I'm interested in trying this! If anyone else is interested, leave a comment. Please tell me whether you're interested in being:
A) the person who hears the advice, and plays chess while trying to determine who is trustworthy
B) the person who they are playing against, who is normally better at chess than A but worse than the advisors
C) one of the three advisors, of which one is honestly trying to help and the other two are trying to sabotage A; which one is which will be chosen at random after the three have been selected to prevent A from knowing the truth
Feel free, and in fact encouraged, to give multiple options that you're open to trying out! Who gets assigned to what role would depend on how many people respond and their levels of chess ability, and it's easier to find possible combinations with more flexibility in whose role is which.
Please also briefly describe your level of experience in chess. How frequently have you played, if at all; if you have ELO rating(s), what are they and which organizations are they from (FIDE, USCF, Chess.com, etc). No experience is required! In fact, people who are new to the game are actively preferred for A!
Finally, please tell me what days and times you tend to be available - I won't hold you to anything, of course, but it'll help give me an estimate before I contact you to set up a specific time.
Edit: also, please say how long you would be willing to play for - a couple hours, a week, a one-move-per-day game over the course of months? A multi-week or multi-month game would give the players a lot more time to think about the moves and more accurately simulate the real-life scenario, but I doubt everyone would be up for that.
Edit 2: GoteNoSente suggested using a computer at a fixed skill level for player B, which in retrospect is clearly a great idea.
Edit 3: there is now a Google Form for signing up: https://docs.google.com/forms/d/e/1FAIpQLScPKrSB6ytJcXlLhnxgvRv1V4vMx8DXWg1j9KYVfVT1ofdD-A/viewform?vc=0&c=0&w=1&flr=0
Based on my rating on the Free Internet Chess Server (FICS) in 2015, I estimate I would currently have a rating of about 1270 on Chess.com (on the assumption that the average player on FICS in 2015 is slightly better than the average today on Chess.com) which is regrettable because it is probably too high to make a good advisee, but probably too low to make a good advisor.
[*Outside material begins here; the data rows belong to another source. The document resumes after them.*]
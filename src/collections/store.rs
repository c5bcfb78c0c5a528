// ============================================================================
// observable-map - Store
// Insertion-ordered backing storage with a single shared cursor
// ============================================================================
//
// Both map variants keep their entries here. The store owns no callbacks
// and never notifies anyone; it is the plain data half of a map.
//
// The cursor is one position per store:
// - position 0 is both "not started" and "at the first entry"
// - position i < len is "at entry i"
// - position >= len is "exhausted"
// Structural changes do not adjust the cursor. After an insert or remove
// mid-walk the cursor simply points at whatever entry now has its position.
// ============================================================================

use indexmap::map::{Iter, Keys, Values};
use serde::Serialize;
use serde::de::DeserializeOwned;
use serde_json::Value;

use crate::core::error::{Error, Result};
use crate::core::key::{AsKey, Key};
use crate::core::merge::DeepMerge;
use crate::core::types::Entries;

// =============================================================================
// STORE
// =============================================================================

pub(crate) struct Store<V> {
    data: Entries<V>,
    cursor: usize,
}

impl<V> Store<V> {
    pub(crate) fn new() -> Self {
        Self::from_entries(Entries::new())
    }

    pub(crate) fn from_entries(data: Entries<V>) -> Self {
        Self { data, cursor: 0 }
    }

    pub(crate) fn len(&self) -> usize {
        self.data.len()
    }

    pub(crate) fn get<Q: AsKey + ?Sized>(&self, key: &Q) -> Option<&V> {
        self.data.get(&key.as_key_ref())
    }

    pub(crate) fn contains_key<Q: AsKey + ?Sized>(&self, key: &Q) -> bool {
        self.data.contains_key(&key.as_key_ref())
    }

    /// Write `value` at `key`. A new key goes to the end; an existing key
    /// keeps its position.
    pub(crate) fn insert(&mut self, key: Key, value: V) -> Option<V> {
        self.data.insert(key, value)
    }

    /// Next append key: the current entry count.
    ///
    /// This can collide with an existing index key once entries have been
    /// removed; the append then overwrites that entry.
    pub(crate) fn next_index(&self) -> Key {
        Key::from(self.data.len())
    }

    /// Deep-merge `patch` into the entries. Existing keys keep their position.
    pub(crate) fn merge(&mut self, patch: Entries<V>)
    where
        V: DeepMerge,
    {
        self.data.deep_merge(patch);
    }

    /// Remove `key`, preserving the order of the remaining entries.
    pub(crate) fn remove<Q: AsKey + ?Sized>(&mut self, key: &Q) -> Option<V> {
        self.data.shift_remove(&key.as_key_ref())
    }

    pub(crate) fn entries(&self) -> &Entries<V> {
        &self.data
    }

    pub(crate) fn into_entries(self) -> Entries<V> {
        self.data
    }

    pub(crate) fn iter(&self) -> Iter<'_, Key, V> {
        self.data.iter()
    }

    pub(crate) fn keys(&self) -> Keys<'_, Key, V> {
        self.data.keys()
    }

    pub(crate) fn values(&self) -> Values<'_, Key, V> {
        self.data.values()
    }

    // =========================================================================
    // CURSOR
    // =========================================================================

    pub(crate) fn rewind(&mut self) -> Option<(&Key, &V)> {
        self.cursor = 0;
        self.data.get_index(0)
    }

    pub(crate) fn current_entry(&self) -> Option<(&Key, &V)> {
        self.data.get_index(self.cursor)
    }

    pub(crate) fn advance(&mut self) -> Option<(&Key, &V)> {
        if self.cursor < self.data.len() {
            self.cursor += 1;
        }
        self.data.get_index(self.cursor)
    }

    pub(crate) fn valid(&self) -> bool {
        self.cursor < self.data.len()
    }
}

/// Collect key/value pairs into ordered entries, converting keys.
pub(crate) fn collect_entries<I, K, V>(entries: I) -> Entries<V>
where
    I: IntoIterator<Item = (K, V)>,
    K: Into<Key>,
{
    entries.into_iter().map(|(k, v)| (k.into(), v)).collect()
}

// =============================================================================
// RECORD CONVERSION
// =============================================================================

/// Turn any serializable record into ordered entries, one per field.
pub(crate) fn entries_from_record<T, V>(record: &T) -> Result<Entries<V>>
where
    T: Serialize + ?Sized,
    V: DeserializeOwned,
{
    let fields = match serde_json::to_value(record)? {
        Value::Object(fields) => fields,
        other => return Err(Error::NotARecord(value_kind(&other))),
    };

    fields
        .into_iter()
        .map(|(name, value)| Ok((Key::from(name), serde_json::from_value(value)?)))
        .collect()
}

/// Rebuild a record from ordered entries. Index keys become decimal field names.
pub(crate) fn entries_to_record<T, V>(entries: &Entries<V>) -> Result<T>
where
    T: DeserializeOwned,
    V: Serialize,
{
    let value = serde_json::to_value(entries)?;
    Ok(serde_json::from_value(value)?)
}

fn value_kind(value: &Value) -> &'static str {
    match value {
        Value::Null => "null",
        Value::Bool(_) => "a boolean",
        Value::Number(_) => "a number",
        Value::String(_) => "a string",
        Value::Array(_) => "an array",
        Value::Object(_) => "an object",
    }
}

// =============================================================================
// TESTS
// =============================================================================
// ============================================================================
// observable-map - Core
// Keys, shared types, errors and the value-level extension traits
// ============================================================================

pub mod error;
pub mod invoke;
pub mod key;
pub mod merge;
pub mod types;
Still, I am willing to participate.
(I still play, but these years I play as a guest, not as a registered user, which means I don't have a rating.)
I would have thought that giving the players 24 hours to make each move would approximate scientific research better than giving 4 hours for all the moves (or 40 moves like they tend to do in competition).
If the chess players (and advisors) in this experiment were receiving approximately the same monetary compensation as scientific researchers receive, *then* giving the players 24 hours to make each move would approximate scientific research better than giving 4 hours for all the moves, but if the experiment lasts for months, it is unrealistic to expect *volunteers* to expend about the same level of mental effort on this experiment as they would expend on a salaried research job. Some volunteers might in fact expend that amount of effort at this due to thei... (read more)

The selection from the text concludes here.